To her credit, she tried to get advice about a subject she knew nothing about. Her former husband, the music-hater, was no help; nor were her friends at the racquet club, who all looked at her blankly when she asked about music systems. Her colleagues at the Choral Society were also a surprising disappointment. (And I couldn't help her because I met her after the fact, and didn't have the heart to tell her she'd wasted her money.) So she went to the only place she knew and swallowed whole the advice of the first person who showed an interest in helping her.

Diane didn't come to you because you're invisible. She didn't know you exist. She still doesn't. Neither do the millions of others with her level of disposable income and her love for music. But they should. And they could, if you'd stop carping about your competitors, gossiping about the industry, sweating bad reviews in the audio press, and playing speaker-wire-of-the-month with your little handful of repeat customers.

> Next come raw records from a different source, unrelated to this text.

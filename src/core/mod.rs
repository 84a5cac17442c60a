// Copyright 2026 BadCompany
//
// Licensed under the Apache License, Version 2.0 (the "License");
// you may not use this file except in compliance with the License.
// You may obtain a copy of the License at
//
//     http://www.apache.org/licenses/LICENSE-2.0
//
// Unless required by applicable law or agreed to in writing, software
// distributed under the License is distributed on an "AS IS" BASIS,
// WITHOUT WARRANTIES OR CONDITIONS OF ANY KIND, either express or implied.
// See the License for the specific language governing permissions and
// limitations under the License.

//! Session core: wire models, errors, dispatch and the session state machine.

pub mod constants;
pub mod dispatch;
pub mod errors;
pub mod insights;
pub mod models;
pub mod session;
pub mod traits;
// SPDX-License-Identifier: MIT
// Copyright (c) 2026 Alfred Jean LLC

//! fls-relay: development push hub for floorsync.
//!
//! Accepts authenticated WebSocket connections, tracks per-connection group
//! membership, and re-broadcasts client invocations as server events. It
//! stands in for the production hub when testing the real-time channel.

pub mod logging;
pub mod server;
pub mod state;


pub use state::{Envelope, HubState};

So what if you don't have the resources of an international conglomerate? So what if you don't have the advertising budget of Spif Schmoozer's corporate overlord? So what if you can't afford saturation advertising, or a two-page spread in the Sunday paper? There's still a lot you can do.

Stop thinking about commerce for a second. Try "education" instead. If you want to reach people like Diane, you're going to have to be an educator and proselytizer. You're going to have to go after music lovers with missionary zeal. Promote seminars, arrange demonstrations for music clubs, sponsor musical performances, make friends with your local newspaper's music critic and technology pundit. Don't just sit and wait for music lovers to find you. Go after them where they are. You don't have much choice.

Or maybe you do. Remember, Diane X is the president of a Choral Music Society, and she spent years listening to a cheap boombox in her kitchen. If you can't put two and two together from that, there's probably room for you on Spif Schmoozer's sales floor.